È UN FILM sulla marginalità della condizione umana. In << Nebraska >> nulla è bello, ricco, di successo. Alexander Payne , con raro senso documentaristico, ci mostra la desolazione del vuoto. Deserte sono le strade delle città che vengono attraversate, abbandonati i negozi, i cimiteri dove sono sepolti morti di tanto tempo fa, le antiche fattorie dell’infanzia, gli incroci dove il vento sferza le foglie sull’asfalto e le insegne pubblicitarie di qualche chiesa, una accanto all’altra. Vuote sono le esistenze, piegate da un solido senso di fallimento, dalla assenza radicale del futuro e non serve a nulla rileggere il proprio passato finendo come capita al vecchio Woody Grant-Bruce Dern e al figlio minore David-William Forte a Hawthorne, la terra della nascita, dell’infanzia, della prima maturità, dei fratelli, quelli che sono rimasti.

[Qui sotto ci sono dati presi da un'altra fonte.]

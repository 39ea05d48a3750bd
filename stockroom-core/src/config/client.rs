//! Backend client configuration

use anyhow::{bail, Result};
use serde::{Deserialize, Serialize};
use std::env;

#[derive(Debug, Clone, PartialEq, Serialize, Deserialize)]
#[serde(default)]
pub struct ClientConfig {
    /// Backend API root
    /// Env: STOCKROOM_BASE_URL
    /// Default: "http://127.0.0.1:8080/api"
    pub base_url: String,

    /// Request timeout in seconds
    /// Env: STOCKROOM_TIMEOUT_SECS
    /// Default: 30
    pub timeout_secs: u64,

    /// File holding the session token and preferences
    /// Env: STOCKROOM_STORE_PATH
    /// Default: "./.stockroom/session.json"
    pub store_path: String,
}

impl Default for ClientConfig {
    fn default() -> Self {
        Self {
            base_url: "http://127.0.0.1:8080/api".to_string(),
            timeout_secs: 30,
            store_path: "./.stockroom/session.json".to_string(),
        }
    }
}

impl ClientConfig {
    /// Merge another config into this one (other takes priority)
    pub fn merge(&mut self, other: Self) {
        self.base_url = other.base_url;
        self.timeout_secs = other.timeout_secs;
        self.store_path = other.store_path;
    }

    pub fn apply_env_vars(&mut self) {
        if let Ok(url) = env::var("STOCKROOM_BASE_URL") {
            self.base_url = url;
        }

        if let Ok(timeout) = env::var("STOCKROOM_TIMEOUT_SECS") {
            if let Ok(t) = timeout.parse() {
                self.timeout_secs = t;
            }
        }

        if let Ok(path) = env::var("STOCKROOM_STORE_PATH") {
            self.store_path = path;
        }
    }

    pub fn validate(&self) -> Result<()> {
        if !(self.base_url.starts_with("http://") || self.base_url.starts_with("https://")) {
            bail!("Invalid base_url: {} (must start with http:// or https://)", self.base_url);
        }

        if self.timeout_secs == 0 {
            bail!("Invalid timeout_secs: must be greater than 0");
        }

        if self.store_path.trim().is_empty() {
            bail!("Invalid store_path: cannot be empty");
        }

        Ok(())
    }
}
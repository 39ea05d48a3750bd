//! Typed dynamic attributes
//!
//! Attribute groups are row groups whose elements carry a name and label
//! derived from their position. After any add or delete the names form the
//! dense run `{prefix}1..k`, which is what positional DTO assembly relies on.

use super::row::{RowFields, RowGroup};
use super::slots::{AttributeSlots, DateSlot, DropDownSlot, NumberSlot, TextSlot, SLOT_COUNT};
use chrono::NaiveDate;
use serde::{Deserialize, Serialize};

/// Kind of a dynamic attribute
#[derive(Debug, Clone, Copy, PartialEq, Eq, Hash, Serialize, Deserialize)]
#[serde(rename_all = "lowercase")]
pub enum AttributeKind {
    Text,
    Number,
    Date,
    Dropdown,
}

impl AttributeKind {
    /// Prefix of the element names (`attribute1`, `number2`, ...)
    pub fn name_prefix(self) -> &'static str {
        match self {
            AttributeKind::Text => "attribute",
            AttributeKind::Number => "number",
            AttributeKind::Date => "date",
            AttributeKind::Dropdown => "dropDown",
        }
    }

    /// Prefix of the display labels (`Attribute 1`, ...)
    pub fn label_prefix(self) -> &'static str {
        match self {
            AttributeKind::Text => "Attribute",
            AttributeKind::Number => "Number",
            AttributeKind::Date => "Date",
            AttributeKind::Dropdown => "Drop Down",
        }
    }
}

/// Value held by an attribute
#[derive(Debug, Clone, PartialEq, Default, Serialize, Deserialize)]
#[serde(tag = "type", content = "value", rename_all = "lowercase")]
pub enum AttributeValue {
    #[default]
    Empty,
    Text(String),
    Number(f64),
    Date(NaiveDate),
}

impl AttributeValue {
    pub fn is_empty(&self) -> bool {
        match self {
            AttributeValue::Empty => true,
            AttributeValue::Text(s) => s.trim().is_empty(),
            AttributeValue::Number(_) | AttributeValue::Date(_) => false,
        }
    }

    pub fn as_text(&self) -> Option<&str> {
        match self {
            AttributeValue::Text(s) if !s.trim().is_empty() => Some(s),
            _ => None,
        }
    }

    pub fn as_number(&self) -> Option<f64> {
        match self {
            AttributeValue::Number(n) => Some(*n),
            _ => None,
        }
    }

    pub fn as_date(&self) -> Option<NaiveDate> {
        match self {
            AttributeValue::Date(d) => Some(*d),
            _ => None,
        }
    }
}

/// One dynamic attribute
#[derive(Debug, Clone, PartialEq)]
pub struct TypedAttribute {
    pub kind: AttributeKind,
    pub name: String,
    pub label: String,
    pub value: AttributeValue,
    /// Choices for dropdown attributes, in display order
    pub options: Vec<String>,
}

impl TypedAttribute {
    /// Empty attribute used as the template for new elements
    pub fn template(kind: AttributeKind) -> Self {
        let mut attribute = Self {
            kind,
            name: String::new(),
            label: String::new(),
            value: AttributeValue::Empty,
            options: Vec::new(),
        };
        attribute.relabel(0);
        attribute
    }

    pub fn with_value(mut self, value: AttributeValue) -> Self {
        self.value = value;
        self
    }

    pub fn with_options(mut self, options: Vec<String>) -> Self {
        self.options = options;
        self
    }
}

/// Update operations on a [`TypedAttribute`]
#[derive(Debug, Clone, PartialEq)]
pub enum AttributeUpdate {
    Value(AttributeValue),
    Clear,
    Options(Vec<String>),
}

impl RowFields for TypedAttribute {
    type Update = AttributeUpdate;

    fn apply(&mut self, update: AttributeUpdate) {
        match update {
            AttributeUpdate::Value(value) => self.value = value,
            AttributeUpdate::Clear => self.value = AttributeValue::Empty,
            AttributeUpdate::Options(options) => self.options = options,
        }
    }

    fn relabel(&mut self, position: usize) {
        self.name = format!("{}{}", self.kind.name_prefix(), position + 1);
        self.label = format!("{} {}", self.kind.label_prefix(), position + 1);
    }
}

/// Group of attributes sharing one kind, capped at the backend slot count
pub type AttributeGroup = RowGroup<TypedAttribute>;

/// Create an attribute group for `kind`
pub fn attribute_group(kind: AttributeKind) -> AttributeGroup {
    RowGroup::with_max_rows(TypedAttribute::template(kind), SLOT_COUNT)
}

/// Positional form of an [`AttributeSet`] as the backend stores it
#[derive(Debug, Clone, Default, PartialEq, Serialize, Deserialize)]
pub struct PositionalAttributes {
    #[serde(flatten)]
    pub texts: AttributeSlots<TextSlot, String>,
    #[serde(flatten)]
    pub numbers: AttributeSlots<NumberSlot, f64>,
    #[serde(flatten)]
    pub dates: AttributeSlots<DateSlot, NaiveDate>,
    #[serde(flatten)]
    pub drop_downs: AttributeSlots<DropDownSlot, String>,
}

/// The four attribute groups of a draft
#[derive(Debug, Clone)]
pub struct AttributeSet {
    pub texts: AttributeGroup,
    pub numbers: AttributeGroup,
    pub dates: AttributeGroup,
    pub drop_downs: AttributeGroup,
}

impl Default for AttributeSet {
    fn default() -> Self {
        Self {
            texts: attribute_group(AttributeKind::Text),
            numbers: attribute_group(AttributeKind::Number),
            dates: attribute_group(AttributeKind::Date),
            drop_downs: attribute_group(AttributeKind::Dropdown),
        }
    }
}

impl AttributeSet {
    pub fn group(&self, kind: AttributeKind) -> &AttributeGroup {
        match kind {
            AttributeKind::Text => &self.texts,
            AttributeKind::Number => &self.numbers,
            AttributeKind::Date => &self.dates,
            AttributeKind::Dropdown => &self.drop_downs,
        }
    }

    pub fn group_mut(&mut self, kind: AttributeKind) -> &mut AttributeGroup {
        match kind {
            AttributeKind::Text => &mut self.texts,
            AttributeKind::Number => &mut self.numbers,
            AttributeKind::Date => &mut self.dates,
            AttributeKind::Dropdown => &mut self.drop_downs,
        }
    }

    /// Dropdown choices offered by every current and future dropdown element
    pub fn with_dropdown_options(mut self, options: Vec<String>) -> Self {
        let template = TypedAttribute::template(AttributeKind::Dropdown).with_options(options);
        let values: Vec<_> =
            self.drop_downs.fields().map(|attribute| attribute.value.clone()).collect();
        self.drop_downs = RowGroup::from_fields(
            template.clone(),
            SLOT_COUNT,
            values.into_iter().map(|value| template.clone().with_value(value)),
        );
        self
    }

    /// Flatten every group to positional slots, by position
    pub fn to_positional(&self) -> PositionalAttributes {
        PositionalAttributes {
            texts: AttributeSlots::from_list(
                self.texts.fields().map(|a| a.value.as_text().map(str::to_string)),
            ),
            numbers: AttributeSlots::from_list(self.numbers.fields().map(|a| a.value.as_number())),
            dates: AttributeSlots::from_list(self.dates.fields().map(|a| a.value.as_date())),
            drop_downs: AttributeSlots::from_list(
                self.drop_downs.fields().map(|a| a.value.as_text().map(str::to_string)),
            ),
        }
    }

    /// Rebuild the groups from positional slots
    ///
    /// Each group gets one element per slot up to its highest filled slot,
    /// empty slots in between included, and always at least one.
    pub fn from_positional(positional: &PositionalAttributes, dropdown_options: &[String]) -> Self {
        fn build<T, F>(kind: AttributeKind, list: Vec<Option<T>>, to_value: F) -> AttributeGroup
        where
            F: Fn(T) -> AttributeValue,
        {
            let template = TypedAttribute::template(kind);
            let elements: Vec<_> = list
                .into_iter()
                .map(|value| {
                    template.clone().with_value(value.map(&to_value).unwrap_or_default())
                })
                .collect();
            RowGroup::from_fields(template, SLOT_COUNT, elements)
        }

        let set = Self {
            texts: build(AttributeKind::Text, positional.texts.to_list(), AttributeValue::Text),
            numbers: build(
                AttributeKind::Number,
                positional.numbers.to_list(),
                AttributeValue::Number,
            ),
            dates: build(AttributeKind::Date, positional.dates.to_list(), AttributeValue::Date),
            drop_downs: build(
                AttributeKind::Dropdown,
                positional.drop_downs.to_list(),
                AttributeValue::Text,
            ),
        };

        if dropdown_options.is_empty() {
            set
        } else {
            set.with_dropdown_options(dropdown_options.to_vec())
        }
    }

    /// Back to one empty element per group
    pub fn reset(&mut self) {
        self.texts.reset();
        self.numbers.reset();
        self.dates.reset();
        self.drop_downs.reset();
    }
}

La cosa che più colpisce nella scrittura di << Nebraska >> è che nessuno parla mai del domani. Non lo fanno gli amici o presunti tali, non lo fa la moglie e madre dei protagonisti, né il figlio maggiore. C’è solo Woody con il suo biglietto farsa che è l’unico a essersi comunque costruito un sogno, forse l’ultimo. E c’è David, al quale la vita non ha portato in dote molto se non quella di un lavoro da impiegato in un market di hi-fi e home theatre, una recente separazione con la propria compagna e appunto la curiosa osservazione dei comportamenti paterni che lo porteranno a volere conoscere Woody in profondità, rompendo la barriera di silenzio e di ostinazione del genitore. Payne dissemina l’intero film di indizi, partendo proprio dal paesaggio che diventa il << significante >> e non più un semplice contenitore. C’è l’anziano che si siede su una sdraio per osservare le auto che transitano e non passa mai nessuno. Ci sono i nipoti che bevono birra in veranda, parlano di automobili, e l’unica esperienza che possono vantare è quella di alcuni precedenti penali. Ci sono i nuclei incollati al televisore per una partita di baseball ma senza tifo, freddamente, senza trasporto. Payne trasforma tutto questo in puro disincanto poetico.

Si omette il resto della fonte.